La “sperimentazione temeraria” del governo, ha chiarito Segre, partorisce un testo che non è emendabile in alcun modo – lo sanno perfettamente anche i pontieri, che si iscrivono ad una partita truccata.
La posta in palio della “madre di tutte le riforme” si può cogliere solo riafferrando il linguaggio del secolo breve: democrazia costituzionale versus autocrazia. Il volto scopertamente autoritario del disegno Casellati è tangibile nella mistica del capo, il quale, ricevuti i galloni, riconduce i tre poteri dello Stato ad uno soltanto: quello impersonato dal leader acclamato dalle urne.
Il premier forte viene santificato come il signore della stabilità che va sciolto da vincoli, forme, procedure, controlli. Plebiscitato un “Cesare”, il parlamento quale potere autonomo si dilegua, le Camere sopravvivono solamente come luogo per il passatempo di deputati nominati dal capo e da lui dipendenti.
La legge elettorale, che distribuisce il premio di maggioranza senza neppure prevedere una soglia minima, è così manipolatoria che al confronto, punzecchia Segre, persino la legge Acerbo “sarebbe troppo democratica”.

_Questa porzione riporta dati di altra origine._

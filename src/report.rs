//! Markdown renderings of verdicts for humans and issue trackers.

use crate::core::{count_by_severity, Severity, Violation};
use crate::phases::{PhaseState, WorkflowStatus};
use chrono::Utc;
use std::fmt::Write;

fn title_case(id: &str) -> String {
    id.split(['-', '_'])
        .filter(|word| !word.is_empty())
        .map(|word| {
            let mut chars = word.chars();
            match chars.next() {
                Some(first) => first.to_uppercase().chain(chars).collect::<String>(),
                None => String::new(),
            }
        })
        .collect::<Vec<_>>()
        .join(" ")
}

fn state_marker(state: PhaseState) -> &'static str {
    match state {
        PhaseState::ScoredComplete => "[x]",
        PhaseState::NotStarted => "[ ]",
        PhaseState::ArtifactPresentUnscored | PhaseState::ScoredIncomplete => "[~]",
    }
}

fn severity_marker(severity: Severity) -> &'static str {
    match severity {
        Severity::Critical => "CRITICAL",
        Severity::High => "HIGH",
        Severity::Medium => "MEDIUM",
        Severity::Low => "LOW",
    }
}

/// Non-zero severity counts, most severe first, e.g. `1 critical, 2 high`.
fn severity_breakdown(violations: &[Violation]) -> String {
    [Severity::Critical, Severity::High, Severity::Medium, Severity::Low]
        .into_iter()
        .map(|severity| (count_by_severity(violations, severity), severity))
        .filter(|(count, _)| *count > 0)
        .map(|(count, severity)| format!("{count} {severity}"))
        .collect::<Vec<_>>()
        .join(", ")
}

/// Full workflow report: per-phase status, blockers, next action and
/// downstream readiness.
pub fn render_compliance_report(status: &WorkflowStatus) -> String {
    let mut out = String::new();
    let project = if status.project_name.is_empty() {
        "Unknown"
    } else {
        status.project_name.as_str()
    };

    let _ = writeln!(out, "# Workflow Compliance Report");
    let _ = writeln!(out, "**Project:** {project}");
    let _ = writeln!(out, "**Generated:** {}", Utc::now().format("%Y-%m-%d %H:%M:%S UTC"));
    let _ = writeln!(out, "**Overall Progress:** {:.1}%", status.completion_percentage);
    let _ = writeln!(out);
    let _ = writeln!(out, "## Phase Status Overview");
    let _ = writeln!(out);

    for phase in &status.phases {
        let score = if phase.artifact_exists {
            format!("{:.1}%", phase.completeness * 100.0)
        } else {
            "N/A".to_string()
        };
        let _ = writeln!(
            out,
            "{} **{}** (Phase {})",
            state_marker(phase.state),
            title_case(&phase.id),
            phase.ordinal
        );
        let _ = writeln!(out, "   - Artifact: {}", phase.artifact_path.display());
        let _ = writeln!(out, "   - Completeness: {score}");
        let _ = writeln!(out, "   - Dependencies Met: {}", phase.dependencies_satisfied);
        if let Some(modified) = phase.last_modified {
            let _ = writeln!(out, "   - Last Modified: {}", modified.format("%Y-%m-%d %H:%M"));
        }
        let _ = writeln!(out);
    }

    if !status.blocking_issues.is_empty() {
        let _ = writeln!(out, "## Blocking Issues");
        let _ = writeln!(out);
        for issue in &status.blocking_issues {
            let _ = writeln!(out, "- {}", issue.summary());
        }
        let _ = writeln!(out);
    }

    if let Some(action) = &status.next_action {
        let _ = writeln!(out, "## Next Action Required");
        let _ = writeln!(out, "{action}");
        let _ = writeln!(out);
    }

    let _ = writeln!(out, "## Downstream Readiness");
    let _ = writeln!(
        out,
        "{}",
        if status.ready_for_downstream {
            "Ready for implementation"
        } else {
            "Design phase incomplete"
        }
    );
    out
}

/// Numbered violations with remediation, followed by the test-first cycle.
pub fn render_violation_guidance(violations: &[Violation]) -> String {
    if violations.is_empty() {
        return "All compliance checks passed.\n".to_string();
    }

    let mut out = format!(
        "Compliance violations found ({}):\n\n",
        severity_breakdown(violations)
    );
    for (index, violation) in violations.iter().enumerate() {
        let _ = writeln!(
            out,
            "{}. [{}] {}",
            index + 1,
            severity_marker(violation.severity),
            violation.kind.as_str().to_uppercase()
        );
        let _ = writeln!(out, "   Subject: {}", violation.subject);
        if let Some(line) = violation.line {
            let _ = writeln!(out, "   Line: {line}");
        }
        let _ = writeln!(out, "   Issue: {}", violation.description);
        for step in &violation.remediation {
            let _ = writeln!(out, "   Fix: {step}");
        }
        let _ = writeln!(out);
    }

    out.push_str("Test-first cycle:\n");
    out.push_str("1. RED: Write a failing test first\n");
    out.push_str("2. GREEN: Write minimal code to pass the test\n");
    out.push_str("3. REFACTOR: Clean up code while keeping tests green\n");
    out
}

/// Issue body for a batch of violations.
pub fn render_issue_body(title: &str, violations: &[Violation]) -> String {
    let mut out = String::new();
    let _ = writeln!(out, "## {title}");
    let _ = writeln!(out);
    let _ = writeln!(out, "**Detected:** {}", Utc::now().format("%Y-%m-%d %H:%M:%S UTC"));
    let _ = writeln!(
        out,
        "**Violations:** {} ({})",
        violations.len(),
        severity_breakdown(violations)
    );
    let _ = writeln!(out);
    let _ = writeln!(out, "| Severity | Kind | Subject | Description |");
    let _ = writeln!(out, "|---|---|---|---|");
    for v in violations {
        let _ = writeln!(
            out,
            "| {} | {} | `{}` | {} |",
            v.severity,
            v.kind,
            v.subject,
            v.description.replace('|', "\\|")
        );
    }

    let steps: Vec<&String> = violations.iter().flat_map(|v| v.remediation.iter()).collect();
    if !steps.is_empty() {
        let _ = writeln!(out);
        let _ = writeln!(out, "### Resolution Steps");
        for step in steps {
            let _ = writeln!(out, "- [ ] {step}");
        }
    }
    out
}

Inoltre, col nuovo assetto la Consulta diventa il territorio di conquista della maggioranza che grazie alla ferrea logica dei numeri può inghiottire ogni spazio di pluralismo istituzionale. Il presidente della Repubblica, d’altro canto, deve anch’egli ammainare i delicati compiti di garanzia, ritirare la funzione di gestione creativa delle crisi e rinunciare al delicato potere di scioglimento.
L’inquilino del Quirinale è poi costretto a “guardare dal basso in alto” il premier eletto. Attraverso semplificazioni poco compatibili con un’attenta chirurgia costituzionale, la quale autorizzerebbe solo un intervento incrementale sulla Carta, il leader vittorioso è innalzato a irrefrenabile depositario del “dominio assoluto”.
Il chiacchiericcio sulla democrazia decidente, che richiede il conferimento al popolo di un potere sovrano in più, viene smascherato da Liliana Segre. Ai cantori della bella modernità che si avvale dell’unzione di un organo monocratico dalle facoltà illimitate, la senatrice a vita ricorda che “anche le tribù della preistoria avevano un capo”.
È proprio così: il recupero di riti ancestrali, che spezzano la razionalità occidentale del potere astratto e impersonale, viene venduto come uno straordinario avanzamento della post-modernità. Le immagini della Segre graffiano talune firme del Corriere che, a mo’ di resa preventiva, già evocano in caso di referendum l’astensione di quel 4-5% di cittadini appartenenti al “centro” ragionevole e dialogante.
E però il tentativo di accostare la riforma, che distrugge la separazione dei poteri come condizione irrinunciabile dello Stato di diritto, alla mobilitazione democratica, che si aggrappa alle risorse della Costituzione per conservare le garanzie liberali e la rappresentanza parlamentare, si rivela una trovata imbarazzante. C’è solo da ringraziare Liliana Segre per aver fatto luce sul significato dello scontro senza reticenze né giravolte verbali furbesche.